▶ _THE TASK_: Find every line below where the string "TestParams" shows up, and copy those lines.

MATERIAL SHOWN START

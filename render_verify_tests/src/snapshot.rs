// Copyright 2024 the Vello Authors
// SPDX-License-Identifier: Apache-2.0 OR MIT

use std::fs;
use std::path::Path;

use anyhow::{bail, Result};
use render_verify::{load_image, save_image_as, Color, FrameBuffer, Grid};

use crate::{
    env_var_relates_to, render_pass, verify_against, Rasterizer, TestParams, Verdict,
    CREATE_ENV_VAR, UPDATE_ENV_VAR,
};

/// Render `scene` once and verify it against a stored reference image.
///
/// Reference images are 8-bit sRGB, so the capture is quantized the same way before it is
/// compared. A missing reference is an error unless `RENDER_VERIFY_CREATE` names this
/// test, in which case the capture becomes the reference. A failing test whose name is in
/// `RENDER_VERIFY_UPDATE` replaces its reference; the returned verdict still fails.
pub fn run_reference_test<R: Rasterizer>(
    rasterizer: &mut R,
    scene: &R::Scene,
    reference_path: &Path,
    params: &TestParams,
) -> Result<Verdict> {
    let actual = quantize(&render_pass(rasterizer, scene, params, "candidate")?);

    if !reference_path.exists() {
        if env_var_relates_to(CREATE_ENV_VAR, &params.name) {
            save_reference(&actual, reference_path)?;
            log::info!(
                "Wrote result for new test {} to {}",
                params.name,
                reference_path.display()
            );
            let baseline = params.baseline(actual.clone());
            return verify_against(&actual, &baseline, params);
        }
        let paths = params.artifact_paths();
        let written = if paths.write_rendered(&actual) {
            "written to"
        } else {
            "couldn't be written to"
        };
        bail!(
            "Couldn't find reference for test {}. Searched at {}\n\
            Test result {written} {}\n\
            Use `{CREATE_ENV_VAR}=all` to create it",
            params.name,
            reference_path.display(),
            paths.rendered.display()
        );
    }

    let baseline = params.baseline(load_image(reference_path)?);
    let verdict = verify_against(&actual, &baseline, params)?;
    if !verdict.passed() && env_var_relates_to(UPDATE_ENV_VAR, &params.name) {
        save_reference(&actual, reference_path)?;
        log::info!(
            "Updated reference for test {} at {}",
            params.name,
            reference_path.display()
        );
    }
    Ok(verdict)
}

/// Store a reference image, creating its directory if needed.
fn save_reference(actual: &FrameBuffer, path: &Path) -> Result<()> {
    if let Some(parent) = path.parent().filter(|p| !p.as_os_str().is_empty()) {
        fs::create_dir_all(parent)?;
    }
    save_image_as(actual, path, true)?;
    Ok(())
}

/// Round trip every pixel through 8-bit sRGB, as storing it would.
fn quantize(frame: &FrameBuffer) -> FrameBuffer {
    Grid::from_fn(frame.width(), frame.height(), |x, y| {
        Color::from_srgb8(frame.get(x, y).clamp().to_srgb8())
    })
}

MATERIAL SHOWN END

▶ _TASK RESULT_:
    env_var_relates_to, render_pass, verify_against, Rasterizer, TestParams, Verdict,
    params: &TestParams,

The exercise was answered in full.